++++ Record extracts
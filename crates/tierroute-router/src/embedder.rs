// SPDX-FileCopyrightText: 2026 TierRoute Contributors
// SPDX-License-Identifier: MIT OR Apache-2.0

//! Built-in embedding provider based on character-trigram feature hashing.
//!
//! Each whitespace-separated word is lowercased and padded with one space on
//! either side; every character trigram of the padded word is hashed with
//! 64-bit FNV-1a into one of `dimensions` buckets. The resulting count
//! vector is L2-normalized. No model download, no network, deterministic
//! across runs and platforms.

use std::sync::atomic::{AtomicBool, Ordering};

use tierroute_core::{EmbeddingProvider, TierRouteError};
use tracing::debug;

const FNV_OFFSET_BASIS: u64 = 0xcbf2_9ce4_8422_2325;
const FNV_PRIME: u64 = 0x0000_0100_0000_01b3;

/// Lexical embedding provider; see the module docs for the feature scheme.
#[derive(Debug)]
pub struct HashingEmbedder {
    dimensions: usize,
    loaded: AtomicBool,
}

impl HashingEmbedder {
    pub const DEFAULT_DIMENSIONS: usize = 512;

    pub fn new(dimensions: usize) -> Self {
        Self {
            dimensions,
            loaded: AtomicBool::new(false),
        }
    }

    pub fn dimensions(&self) -> usize {
        self.dimensions
    }

    fn embed_one(&self, text: &str) -> Vec<f32> {
        let mut vector = vec![0.0f32; self.dimensions];
        let lower = text.to_lowercase();

        for word in lower.split_whitespace() {
            let padded: Vec<char> = std::iter::once(' ')
                .chain(word.chars())
                .chain(std::iter::once(' '))
                .collect();
            for gram in padded.windows(3) {
                let bucket = (fnv1a(gram) % self.dimensions as u64) as usize;
                vector[bucket] += 1.0;
            }
        }

        let norm = vector.iter().map(|x| x * x).sum::<f32>().sqrt();
        if norm > 0.0 {
            for x in &mut vector {
                *x /= norm;
            }
        }
        vector
    }
}

impl Default for HashingEmbedder {
    fn default() -> Self {
        Self::new(Self::DEFAULT_DIMENSIONS)
    }
}

fn fnv1a(chars: &[char]) -> u64 {
    let mut hash = FNV_OFFSET_BASIS;
    let mut buf = [0u8; 4];
    for c in chars {
        for byte in c.encode_utf8(&mut buf).as_bytes() {
            hash ^= u64::from(*byte);
            hash = hash.wrapping_mul(FNV_PRIME);
        }
    }
    hash
}

impl EmbeddingProvider for HashingEmbedder {
    fn name(&self) -> &str {
        "hashing-trigram"
    }

    fn is_loaded(&self) -> bool {
        self.loaded.load(Ordering::Acquire)
    }

    fn load(&self) -> Result<(), TierRouteError> {
        if self.dimensions == 0 {
            return Err(TierRouteError::embedding(
                "hashing embedder needs at least one dimension",
            ));
        }
        if !self.loaded.swap(true, Ordering::AcqRel) {
            debug!(dimensions = self.dimensions, "hashing embedder ready");
        }
        Ok(())
    }

    fn embed(&self, texts: &[&str]) -> Result<Vec<Vec<f32>>, TierRouteError> {
        if !self.is_loaded() {
            return Err(TierRouteError::embedding("hashing embedder is not loaded"));
        }
        Ok(texts.iter().map(|t| self.embed_one(t)).collect())
    }
}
++++++++
### Your objective
Filter the entries down to the lines that include the string "with".

### Exercise response
//! Each whitespace-separated word is lowercased and padded with one space on
//! either side; every character trigram of the padded word is hashed with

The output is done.